Methods: Titanium dioxide (TiO2) 21 nm anatase nanoparticles (13.9 g/l) were suspended in miliQ (MQ) water, sonicated (35 MHz for 1 hour) and autoclaved. Sterile glass petriplates were treated with TiO2 suspension or sterile MQ(control). Overnight cultures of E.coli MRSA and C. albicans were added to TiO2 coated plates and control plates and kept at room temperature.   Viable counts were obtained by spread plate method at 0 hours and 24 hours; before and after sunlight exposure for 30 minutes.  Colony forming units (CFU) / ml was calculated to determine percentage reduction of CFU in presence of TiO2. Experiments were done in triplicates.

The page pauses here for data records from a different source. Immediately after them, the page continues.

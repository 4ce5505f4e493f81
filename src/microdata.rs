//! Respondent-level microdata for one survey week, with person and household
//! replicate weights.

use std::collections::{BTreeSet, HashMap};
use std::io::Read;

use log::{debug, warn};
use nalgebra::DVector;

use crate::dictionary::{parse_code, LabelDictionary, VariableType};
use crate::error::{PulseError, Result};
use crate::options::EstimationOptions;

/// Column holding the respondent identifier.
pub const RESPONDENT_ID: &str = "SCRAM";
/// Column holding the survey week.
pub const WEEK_COLUMN: &str = "WEEK";

/// The two weighting schemes published for every record.
#[derive(Clone, Copy, Debug, PartialEq, Eq, Hash, PartialOrd, Ord)]
pub enum WeightScheme {
    /// Person-level weight `PWEIGHT`.
    Person,
    /// Household-level weight `HWEIGHT`.
    Household,
}

impl WeightScheme {
    pub const ALL: [WeightScheme; 2] = [WeightScheme::Person, WeightScheme::Household];

    /// Name of the full-sample weight column.
    pub fn column(self) -> &'static str {
        match self {
            Self::Person => "PWEIGHT",
            Self::Household => "HWEIGHT",
        }
    }

    /// Name of the `index`-th (one-based) replicate weight column.
    pub fn replicate_column(self, index: usize) -> String {
        format!("{}{}", self.column(), index)
    }

    /// Lower-case prefix used in output column names.
    pub fn label(self) -> &'static str {
        match self {
            Self::Person => "pweight",
            Self::Household => "hweight",
        }
    }
}

/// Full-sample weight plus its replicate weights.
#[derive(Clone, Debug, PartialEq)]
pub struct SchemeWeights {
    pub full: f64,
    pub replicates: DVector<f64>,
}

impl SchemeWeights {
    pub fn new(full: f64, replicates: DVector<f64>) -> Self {
        Self { full, replicates }
    }
}

/// One respondent in one survey week.
#[derive(Clone, Debug, PartialEq)]
pub struct MicrodataRecord {
    respondent: Option<String>,
    person: SchemeWeights,
    household: SchemeWeights,
    values: Vec<Option<i64>>,
}

impl MicrodataRecord {
    /// Creates a record; `values` follow the column order of the owning [`WeekMicrodata`].
    pub fn new(
        respondent: Option<String>,
        person: SchemeWeights,
        household: SchemeWeights,
        values: Vec<Option<i64>>,
    ) -> Self {
        Self {
            respondent,
            person,
            household,
            values,
        }
    }

    pub fn respondent(&self) -> Option<&str> {
        self.respondent.as_deref()
    }

    /// Weights of the requested scheme.
    pub fn weights(&self, scheme: WeightScheme) -> &SchemeWeights {
        match scheme {
            WeightScheme::Person => &self.person,
            WeightScheme::Household => &self.household,
        }
    }

    /// Value stored in column `index`; `None` when missing or out of universe.
    pub fn value(&self, index: usize) -> Option<i64> {
        self.values.get(index).copied().flatten()
    }
}

/// A variable found in a week's columns, tagged with its role.
#[derive(Clone, Debug, PartialEq, Eq)]
pub struct DiscoveredVariable {
    pub name: String,
    pub column: usize,
    pub kind: VariableType,
}

/// Every record of one week plus the schema they share.
#[derive(Clone, Debug)]
pub struct WeekMicrodata {
    week: u32,
    columns: Vec<String>,
    index: HashMap<String, usize>,
    records: Vec<MicrodataRecord>,
    replicate_columns: HashMap<WeightScheme, Vec<String>>,
    malformed: BTreeSet<String>,
}

impl WeekMicrodata {
    /// Assembles a week from already-parsed records after checking their shapes.
    pub fn new(
        week: u32,
        columns: Vec<String>,
        records: Vec<MicrodataRecord>,
        replicate_count: usize,
    ) -> Result<Self> {
        for record in &records {
            if record.values.len() != columns.len() {
                return Err(PulseError::schema(
                    week,
                    "<values>",
                    format!(
                        "record has {} values for {} columns",
                        record.values.len(),
                        columns.len()
                    ),
                ));
            }
            for scheme in WeightScheme::ALL {
                let found = record.weights(scheme).replicates.len();
                if found != replicate_count {
                    return Err(PulseError::schema(
                        week,
                        scheme.column(),
                        format!("expected {replicate_count} replicate weights, found {found}"),
                    ));
                }
            }
        }
        let replicate_columns = WeightScheme::ALL
            .iter()
            .map(|scheme| {
                let names = (1..=replicate_count)
                    .map(|r| scheme.replicate_column(r))
                    .collect();
                (*scheme, names)
            })
            .collect();
        Ok(Self {
            week,
            index: index_columns(&columns),
            columns,
            records,
            replicate_columns,
            malformed: BTreeSet::new(),
        })
    }

    pub fn week(&self) -> u32 {
        self.week
    }

    pub fn records(&self) -> &[MicrodataRecord] {
        &self.records
    }

    pub fn record_count(&self) -> usize {
        self.records.len()
    }

    /// Value columns in storage order (weights excluded).
    pub fn columns(&self) -> &[String] {
        &self.columns
    }

    /// Position of a value column.
    pub fn column_index(&self, name: &str) -> Option<usize> {
        self.index.get(name).copied()
    }

    /// Names of the replicate weight columns for a scheme.
    pub fn replicate_columns(&self, scheme: WeightScheme) -> &[String] {
        self.replicate_columns
            .get(&scheme)
            .map(Vec::as_slice)
            .unwrap_or(&[])
    }

    /// Number of replicate weights per scheme.
    pub fn replicate_count(&self) -> usize {
        self.replicate_columns(WeightScheme::Person).len()
    }

    /// Columns that held at least one value that is not an integer code.
    pub fn malformed_columns(&self) -> &BTreeSet<String> {
        &self.malformed
    }

    /// Tags every value column with its role, consulting the dictionary first.
    ///
    /// Columns absent from the dictionary are passed through as questions so that
    /// variables introduced in later waves are still tabulated.
    pub fn discover(&self, dictionary: &LabelDictionary) -> Vec<DiscoveredVariable> {
        self.columns
            .iter()
            .enumerate()
            .map(|(column, name)| DiscoveredVariable {
                name: name.clone(),
                column,
                kind: classify(name, dictionary),
            })
            .collect()
    }

    /// Renames a column, replacing any column already carrying the new name.
    pub(crate) fn rename_column(mut self, from: &str, to: &str) -> Self {
        let Some(source) = self.column_index(from) else {
            return self;
        };
        if let Some(existing) = self.column_index(to) {
            // Later waves may carry both spellings; keep the raw column's values
            // wherever the recoded one is empty.
            for record in &mut self.records {
                if record.values[existing].is_none() {
                    record.values[existing] = record.values[source];
                }
            }
            return self.drop_column(from);
        }
        self.columns[source] = to.to_string();
        if self.malformed.remove(from) {
            self.malformed.insert(to.to_string());
        }
        self.index = index_columns(&self.columns);
        self
    }

    /// Removes a value column.
    pub(crate) fn drop_column(mut self, name: &str) -> Self {
        let Some(position) = self.column_index(name) else {
            return self;
        };
        self.columns.remove(position);
        for record in &mut self.records {
            record.values.remove(position);
        }
        self.malformed.remove(name);
        self.index = index_columns(&self.columns);
        self
    }

    /// Appends (or replaces) a column computed from each record.
    pub(crate) fn with_column<F>(mut self, name: &str, mut compute: F) -> Self
    where
        F: FnMut(&MicrodataRecord) -> Option<i64>,
    {
        let computed: Vec<Option<i64>> = self.records.iter().map(&mut compute).collect();
        let position = match self.column_index(name) {
            Some(position) => position,
            None => {
                self.columns.push(name.to_string());
                self.index.insert(name.to_string(), self.columns.len() - 1);
                for record in &mut self.records {
                    record.values.push(None);
                }
                self.columns.len() - 1
            }
        };
        for (record, value) in self.records.iter_mut().zip(computed) {
            record.values[position] = value;
        }
        self
    }

    /// Rewrites every value of one column.
    pub(crate) fn map_column<F>(mut self, name: &str, mut map: F) -> Self
    where
        F: FnMut(Option<i64>) -> Option<i64>,
    {
        if let Some(position) = self.column_index(name) {
            for record in &mut self.records {
                record.values[position] = map(record.values[position]);
            }
        }
        self
    }
}

fn index_columns(columns: &[String]) -> HashMap<String, usize> {
    columns
        .iter()
        .enumerate()
        .map(|(index, name)| (name.clone(), index))
        .collect()
}

fn classify(name: &str, dictionary: &LabelDictionary) -> VariableType {
    if let Some(question) = dictionary.question(name) {
        return question.variable_type;
    }
    match name {
        RESPONDENT_ID => VariableType::Id,
        WEEK_COLUMN => VariableType::Time,
        _ if name.contains("WEIGHT") => VariableType::Weight,
        _ => VariableType::Question,
    }
}

/// Where each weight lives in a raw row.
struct WeightLayout {
    full: usize,
    replicates: Vec<usize>,
}

/// Parses raw weekly files into [`WeekMicrodata`].
#[derive(Clone, Debug)]
pub struct MicrodataLoader {
    replicate_count: usize,
}

impl MicrodataLoader {
    pub fn new(options: &EstimationOptions) -> Self {
        Self {
            replicate_count: options.replicate_count,
        }
    }

    /// Reads one week's CSV. Missing weight columns are a [`PulseError::Schema`];
    /// columns that are neither weights nor known to the dictionary are kept.
    pub fn load<R: Read>(&self, week: u32, reader: R) -> Result<WeekMicrodata> {
        let mut reader = csv::ReaderBuilder::new()
            .trim(csv::Trim::All)
            .from_reader(reader);
        let headers = reader.headers()?.clone();
        let positions: HashMap<&str, usize> = headers
            .iter()
            .enumerate()
            .map(|(index, name)| (name, index))
            .collect();

        let mut layouts = Vec::with_capacity(2);
        let mut weight_positions = BTreeSet::new();
        for scheme in WeightScheme::ALL {
            let full = *positions
                .get(scheme.column())
                .ok_or_else(|| PulseError::schema(week, scheme.column(), "column absent"))?;
            weight_positions.insert(full);
            let mut replicates = Vec::with_capacity(self.replicate_count);
            for r in 1..=self.replicate_count {
                let name = scheme.replicate_column(r);
                let position = *positions
                    .get(name.as_str())
                    .ok_or_else(|| PulseError::schema(week, name.clone(), "column absent"))?;
                weight_positions.insert(position);
                replicates.push(position);
            }
            layouts.push(WeightLayout { full, replicates });
        }

        let id_position = positions.get(RESPONDENT_ID).copied();
        let mut value_positions = Vec::new();
        let mut columns = Vec::new();
        for (position, name) in headers.iter().enumerate() {
            if weight_positions.contains(&position) || Some(position) == id_position {
                continue;
            }
            if is_replicate_name(name) {
                debug!("week {week}: ignoring extra replicate column {name}");
                continue;
            }
            value_positions.push(position);
            columns.push(name.to_string());
        }

        let mut malformed = BTreeSet::new();
        let mut records = Vec::new();
        for row in reader.records() {
            let row = row?;
            let line = row.position().map(|p| p.line()).unwrap_or(0);
            let person = read_scheme(week, WeightScheme::Person, &layouts[0], &row, &headers, line)?;
            let household =
                read_scheme(week, WeightScheme::Household, &layouts[1], &row, &headers, line)?;

            let mut values = Vec::with_capacity(value_positions.len());
            for (column, position) in columns.iter().zip(&value_positions) {
                let raw = row.get(*position).unwrap_or("");
                if raw.is_empty() {
                    values.push(None);
                    continue;
                }
                match parse_code(raw) {
                    Some(code) => values.push(Some(code)),
                    None => {
                        if malformed.insert(column.clone()) {
                            warn!("week {week}: column {column} holds non-integer value `{raw}` at line {line}");
                        }
                        values.push(None);
                    }
                }
            }

            records.push(MicrodataRecord::new(
                id_position.and_then(|p| row.get(p)).map(str::to_string),
                person,
                household,
                values,
            ));
        }

        let mut data = WeekMicrodata::new(week, columns, records, self.replicate_count)?;
        data.malformed = malformed;
        debug!(
            "week {week}: loaded {} records with {} value columns",
            data.record_count(),
            data.columns.len()
        );
        Ok(data)
    }
}

fn read_scheme(
    week: u32,
    scheme: WeightScheme,
    layout: &WeightLayout,
    row: &csv::StringRecord,
    headers: &csv::StringRecord,
    line: u64,
) -> Result<SchemeWeights> {
    let full = parse_weight(week, scheme.column(), row.get(layout.full), line)?;
    let mut replicates = DVector::zeros(layout.replicates.len());
    for (r, position) in layout.replicates.iter().enumerate() {
        replicates[r] = parse_weight(week, &headers[*position], row.get(*position), line)?;
    }
    Ok(SchemeWeights::new(full, replicates))
}

fn is_replicate_name(name: &str) -> bool {
    WeightScheme::ALL.iter().any(|scheme| {
        name.strip_prefix(scheme.column())
            .map(|suffix| !suffix.is_empty() && suffix.bytes().all(|b| b.is_ascii_digit()))
            .unwrap_or(false)
    })
}

fn parse_weight(week: u32, column: &str, raw: Option<&str>, line: u64) -> Result<f64> {
    let raw = raw.unwrap_or("");
    match raw.parse::<f64>() {
        Ok(value) if value.is_finite() && value >= 0.0 => Ok(value),
        _ => Err(PulseError::schema(
            week,
            column,
            format!("unusable weight `{raw}` at line {line}"),
        )),
    }
}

Results: TiO2 nanoparticles demonstrated antimicrobial activity against E.coli, MRSA and C. albicans. Estimated percentage CFU reduction in E.coli (13±8.4), MRSA (12±6.6) and C. albicans (36±4.9 ) was observed at 0 hours of contact in the supernatant. The bactericidal effect was enhanced on exposure of the plates to sunlight. Estimated percentage CFU reductions are E. coli (46±7.9), MRSA (99±0.2 ) and C. albicans (99±0.4). The results for 24 hours were (95±1 ), (35±2.1 ) and (83±4 ) reduction for E. coli, MRSA and C. albicans respectively. When the 24 hour plates were exposed to sunlight (99±0.6), (99±0.6) and (99±0.2) reduction was seen for E.coli, MRSA and C. albicans respectively.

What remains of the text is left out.